Being a member of the College also requires adherence to a set of ethics, and frankly, I live by them. I think I need to demonstrate them as well. It allows me that structure that I can always depend on, thinking about how do I make a certain decision. Let's pull out the College Code of Ethics, and they're entrenched in my values, but you can read these things and be guided a little bit. The College provides that source of resource from across the country. Some of the best minds in our industry put these together and refine them and contemporize them every year. It's an amazing resource.

Bonica:
If you had to pick one book for an early careerist healthcare administrator to read, what would you recommend?

Peterson:
There're probably two.

Bonica:
Okay.

Peterson:
I'm not sure I could pick one.

Bonica:
Okay.

Peterson:
One is, "The Servant."

Bonica:
Servant leadership.

Peterson:
"The Servant" by Jim Hunter.

Bonica:
Oh, "The Servant."

Peterson:
"The Servant."

Bonica:
Okay.

Peterson:
Yeah. Really it's a parable, and Jim Hunter wrote it. It's a fairly easy read, but it talks about this concept of servant leadership. It makes you stop and think about your own style and what you're in leadership for. That's definitely one. The other one, honestly, I really like a lot is Fred Lee's, "If Disney Ran Your Hospital." Just one of those book that makes you stop and think about what are we really chasing. Why are we doing this, and how do we best get to the results that we want? It's hard to argue that Disney knows what it's doing in terms of managing an experience.

Bonica:
Yeah.

Peterson:
This is really about pulling that all together but tying it to the embedded values of healthcare as an industry and getting people to do the right things for the right reason, because they believe it's the right thing to do, not because their in fear of noncompliance if they don't. You know what I mean? Fred Lee does a great job of talking about things like compassion and so forth in that book. I'd highly recommend either or both of those books.

Bonica:
Last question.

Peterson:
Mm-hmm (affirmative).

Bonica:
What advice do you have for early careerist who are planning a career in healthcare administration?

Peterson:
Get plenty of sleep now. No. I would think that they would be best served to build their network, build relationships, spend time shadowing people, get to know as many people in the healthcare organization, but also look inwardly and say, "Why are you doing this? What's important to you? What's motivating you to be a healthcare leader?" These are not easy jobs, but it's some of the most rewarding, as I had hoped, most rewarding work you can ever imagine. Being able to make a difference in people's lives daily is really important. It's a privilege to be able to take care of people when they're vulnerable, scared, hurt, sick, don't want the service you're providing. It's an honor to work with the talent, the physicians, the clinicians, the nurses who sacrifice so much of themselves to take care of the patients every day. Being the leader of an organization that allows that to happen is an incredibly rewarding job, so I would highly recommend that they make sure that that's what they're in this for.

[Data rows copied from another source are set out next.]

use colored::*;
use tracing::field::{Field, Visit};
use tracing::{Event, Level, Subscriber};
use tracing_indicatif::IndicatifLayer;
use tracing_subscriber::EnvFilter;
use tracing_subscriber::fmt::FormatEvent;
use tracing_subscriber::fmt::format::{self, Writer};
use tracing_subscriber::prelude::*;
use tracing_subscriber::registry::LookupSpan;

use crate::terminal::print::PRINT_TARGET;

pub struct CrowFormatter;

impl<S, N> FormatEvent<S, N> for CrowFormatter
where
    S: Subscriber + for<'a> LookupSpan<'a>,
    N: for<'a> format::FormatFields<'a> + 'static,
{
    fn format_event(
        &self,
        ctx: &tracing_subscriber::fmt::FmtContext<'_, S, N>,
        mut writer: Writer<'_>,
        event: &Event<'_>,
    ) -> std::fmt::Result {
        let meta = event.metadata();

        if meta.target() == PRINT_TARGET {
            let mut raw = RawMessage::default();
            event.record(&mut raw);
            return writeln!(writer, "{}", raw.0.unwrap_or_default());
        }

        let (symbol, color_func): (&str, fn(ColoredString) -> ColoredString) = match *meta.level() {
            Level::TRACE => ("[ ]", |s| s.dimmed()),
            Level::DEBUG => ("[?]", |s| s.blue()),
            Level::INFO => ("[+]", |s| s.green().bold()),
            Level::WARN => ("[*]", |s| s.yellow().bold()),
            Level::ERROR => ("[-]", |s| s.red().bold()),
        };

        write!(writer, "{} ", color_func(symbol.into()))?;

        ctx.field_format().format_fields(writer.by_ref(), event)?;

        writeln!(writer)
    }
}

/// Pulls the `raw_msg` field out of a print event.
#[derive(Default)]
struct RawMessage(Option<String>);

impl Visit for RawMessage {
    fn record_str(&mut self, field: &Field, value: &str) {
        if field.name() == "raw_msg" {
            self.0 = Some(value.to_string());
        }
    }

    fn record_debug(&mut self, field: &Field, value: &dyn std::fmt::Debug) {
        if field.name() == "raw_msg" && self.0.is_none() {
            self.0 = Some(format!("{value:?}"));
        }
    }
}

/// Installs the global subscriber. `RUST_LOG` wins over the flags.
///
/// Output goes through the indicatif layer so log lines never tear the
/// progress spinner.
pub fn init_logging(verbose: u8, quiet: u8) {
    let default_filter: String = match (quiet, verbose) {
        (q, _) if q > 0 => format!("warn,{PRINT_TARGET}=info"),
        (_, 0) => "info".to_string(),
        (_, 1) => "debug".to_string(),
        _ => "trace".to_string(),
    };
    let filter = EnvFilter::try_from_default_env().unwrap_or_else(|_| EnvFilter::new(default_filter));

    let indicatif_layer = IndicatifLayer::new();
    let fmt_layer = tracing_subscriber::fmt::layer()
        .event_format(CrowFormatter)
        .with_writer(indicatif_layer.get_stdout_writer());

    tracing_subscriber::registry()
        .with(filter)
        .with(fmt_layer)
        .with(indicatif_layer)
        .init();
}
//! Hidden parameter discovery through `arjun`.

use std::time::Duration;

use tracing::info;

use crate::error::ToolError;
use crate::process::{Invocation, ProcessRunner};
use crate::tools::Tool;

pub fn invocation(url: &str, timeout: Duration) -> Invocation {
    Invocation::new(Tool::Arjun.binary(), timeout).args(["-u", url, "-q", "-t", "5"])
}

/// Trimmed discovery text. Empty means nothing was found.
pub async fn discover(
    runner: &dyn ProcessRunner,
    url: &str,
    timeout: Duration,
) -> Result<String, ToolError> {
    info!("Running Arjun parameter discovery on {url}...");
    let invocation = invocation(url, timeout);
    let raw = runner.run(&invocation).await?.into_usable(&invocation)?;
    Ok(raw.trim().to_string())
}
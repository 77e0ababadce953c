//! # Finding Classifier
//!
//! Best-effort, line-based extraction of [`Finding`]s from raw tool reports.
//! Both functions are pure and never fail: lines that do not qualify are
//! dropped.

use std::collections::HashMap;

use crowscout_common::finding::{Finding, Severity};

pub const PORT_SCAN_SOURCE: &str = "Nmap";
pub const TEMPLATE_SCAN_SOURCE: &str = "Nuclei";

/// Reports open TCP ports that appear in `critical_ports`.
///
/// A line qualifies only when it carries both the `/tcp` marker and the
/// `open` state, e.g. `22/tcp open ssh`. Open ports missing from the mapping
/// are ignored.
pub fn port_scan(report: &str, critical_ports: &HashMap<String, String>) -> Vec<Finding> {
    report
        .lines()
        .filter(|line| line.contains("/tcp") && line.contains("open"))
        .filter_map(|line| {
            let port = line.split('/').next()?.trim();
            let desc = critical_ports.get(port)?;
            Finding::new(
                PORT_SCAN_SOURCE,
                format!("Critical Port Open: {port} - {desc}"),
                Severity::High,
            )
        })
        .collect()
}

/// Reports lines tagged with one of `severities` (e.g. `[critical]`).
///
/// Severities are tried in configured order and a line yields at most one
/// finding, labelled with the first tag that matched.
pub fn template_scan(report: &str, severities: &[String]) -> Vec<Finding> {
    report
        .lines()
        .filter_map(|line| {
            let severity = severities
                .iter()
                .find(|sev| line.contains(&format!("[{sev}]")))
                .and_then(|sev| Severity::from_tag(sev))?;
            Finding::new(TEMPLATE_SCAN_SOURCE, line.trim(), severity)
        })
        .collect()
}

This is not prestigious, and you're never gonna get rich doing this stuff. Some people do, but usually in a non-profit, small community hospitals, mm-hmm (negative). It depends on how you determine wealth. If you want to go home at night, feeling like you have made a difference, this a great job, and as long as you're comfortable with some stressful situations and dealing with dynamics ... If you don't deal well with change, wrong industry. Go do something else, but if you do and are willing to stay committed to your core sense of values and the mission of the organization resonates with you, the vision of the organization you're inspired by, then go lead it. It's the best job on the planet as far as I'm concerned. I know it sounds a little cliché, but there is no better, more rewarding job than being a part of taking care of people, making a difference in their lives.

Bonica:
Thank you so much for you time today. It's been great.

Peterson:
No problem. Thanks very much. I appreciate your time too.